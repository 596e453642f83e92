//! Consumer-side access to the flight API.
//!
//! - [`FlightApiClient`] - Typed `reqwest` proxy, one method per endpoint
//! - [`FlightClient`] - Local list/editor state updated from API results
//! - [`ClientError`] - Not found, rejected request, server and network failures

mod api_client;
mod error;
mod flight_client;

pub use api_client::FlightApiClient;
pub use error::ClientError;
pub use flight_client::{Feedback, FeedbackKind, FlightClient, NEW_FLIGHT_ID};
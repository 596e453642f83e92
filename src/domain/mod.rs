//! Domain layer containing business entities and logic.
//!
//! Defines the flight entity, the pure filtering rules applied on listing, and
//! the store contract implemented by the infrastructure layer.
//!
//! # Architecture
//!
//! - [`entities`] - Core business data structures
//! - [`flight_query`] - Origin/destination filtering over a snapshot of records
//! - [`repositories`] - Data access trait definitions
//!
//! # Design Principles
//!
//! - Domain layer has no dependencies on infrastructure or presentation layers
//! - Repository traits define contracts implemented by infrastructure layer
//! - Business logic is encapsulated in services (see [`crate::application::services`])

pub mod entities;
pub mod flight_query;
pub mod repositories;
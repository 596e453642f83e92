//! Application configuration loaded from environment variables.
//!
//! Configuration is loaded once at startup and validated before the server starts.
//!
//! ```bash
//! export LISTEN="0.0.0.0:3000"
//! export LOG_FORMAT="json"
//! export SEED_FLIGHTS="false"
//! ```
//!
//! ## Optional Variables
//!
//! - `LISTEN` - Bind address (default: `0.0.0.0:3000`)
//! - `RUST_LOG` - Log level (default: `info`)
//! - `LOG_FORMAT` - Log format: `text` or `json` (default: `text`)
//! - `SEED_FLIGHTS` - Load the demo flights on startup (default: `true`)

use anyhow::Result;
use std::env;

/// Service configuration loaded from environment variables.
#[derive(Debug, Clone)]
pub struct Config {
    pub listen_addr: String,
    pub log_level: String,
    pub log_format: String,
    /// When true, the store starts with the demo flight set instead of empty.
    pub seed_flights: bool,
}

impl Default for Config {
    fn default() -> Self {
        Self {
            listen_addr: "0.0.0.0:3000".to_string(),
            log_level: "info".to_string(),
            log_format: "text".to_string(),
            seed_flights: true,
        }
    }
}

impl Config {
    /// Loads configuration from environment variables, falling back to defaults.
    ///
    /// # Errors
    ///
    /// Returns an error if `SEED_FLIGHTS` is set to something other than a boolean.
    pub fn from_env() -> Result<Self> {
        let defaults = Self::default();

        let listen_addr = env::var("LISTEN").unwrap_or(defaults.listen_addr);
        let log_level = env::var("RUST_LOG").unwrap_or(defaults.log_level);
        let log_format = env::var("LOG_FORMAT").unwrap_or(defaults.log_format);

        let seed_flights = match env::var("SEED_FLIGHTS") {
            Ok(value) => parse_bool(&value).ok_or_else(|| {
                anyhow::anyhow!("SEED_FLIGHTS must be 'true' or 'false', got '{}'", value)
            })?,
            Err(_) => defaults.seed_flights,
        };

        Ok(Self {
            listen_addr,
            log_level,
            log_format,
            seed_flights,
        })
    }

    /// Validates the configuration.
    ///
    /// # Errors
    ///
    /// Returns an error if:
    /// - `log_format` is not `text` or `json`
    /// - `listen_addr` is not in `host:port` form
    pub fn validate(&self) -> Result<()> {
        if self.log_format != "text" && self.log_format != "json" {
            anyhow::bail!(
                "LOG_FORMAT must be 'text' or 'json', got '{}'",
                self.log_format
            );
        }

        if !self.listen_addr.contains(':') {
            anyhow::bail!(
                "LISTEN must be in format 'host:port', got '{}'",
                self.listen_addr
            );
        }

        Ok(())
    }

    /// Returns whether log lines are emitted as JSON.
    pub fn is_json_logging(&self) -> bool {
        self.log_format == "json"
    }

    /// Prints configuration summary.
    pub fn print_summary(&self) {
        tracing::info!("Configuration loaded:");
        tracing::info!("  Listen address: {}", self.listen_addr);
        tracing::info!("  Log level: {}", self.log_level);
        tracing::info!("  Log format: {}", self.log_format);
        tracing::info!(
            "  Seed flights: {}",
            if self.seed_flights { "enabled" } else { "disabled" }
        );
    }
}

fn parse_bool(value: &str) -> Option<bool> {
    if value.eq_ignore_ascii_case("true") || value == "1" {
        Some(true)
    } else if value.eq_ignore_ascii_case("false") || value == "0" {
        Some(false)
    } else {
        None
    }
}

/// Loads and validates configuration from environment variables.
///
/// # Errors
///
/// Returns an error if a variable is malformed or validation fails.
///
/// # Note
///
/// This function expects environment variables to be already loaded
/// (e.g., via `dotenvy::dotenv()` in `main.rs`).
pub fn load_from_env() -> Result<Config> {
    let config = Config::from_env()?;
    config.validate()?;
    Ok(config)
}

• • • •

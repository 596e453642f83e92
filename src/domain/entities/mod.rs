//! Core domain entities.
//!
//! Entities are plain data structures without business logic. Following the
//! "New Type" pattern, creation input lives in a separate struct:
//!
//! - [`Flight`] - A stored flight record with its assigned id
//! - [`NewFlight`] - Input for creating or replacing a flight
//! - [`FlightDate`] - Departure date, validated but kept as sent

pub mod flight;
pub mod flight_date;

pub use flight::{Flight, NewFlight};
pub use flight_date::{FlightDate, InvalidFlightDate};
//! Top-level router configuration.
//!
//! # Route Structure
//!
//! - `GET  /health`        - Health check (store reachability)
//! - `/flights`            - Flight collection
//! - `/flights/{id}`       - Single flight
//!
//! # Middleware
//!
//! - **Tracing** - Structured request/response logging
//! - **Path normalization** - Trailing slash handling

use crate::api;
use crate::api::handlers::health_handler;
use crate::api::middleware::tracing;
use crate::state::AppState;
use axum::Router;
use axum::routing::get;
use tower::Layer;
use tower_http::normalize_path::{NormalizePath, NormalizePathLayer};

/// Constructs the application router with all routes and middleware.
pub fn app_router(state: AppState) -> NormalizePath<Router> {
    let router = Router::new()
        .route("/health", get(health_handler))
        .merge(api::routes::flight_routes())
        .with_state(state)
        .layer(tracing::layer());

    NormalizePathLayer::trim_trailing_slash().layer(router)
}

• • • •

- Exercise brief: The response must consist solely of the number of lines in the listing above that contain "demo".

- Written answer: 2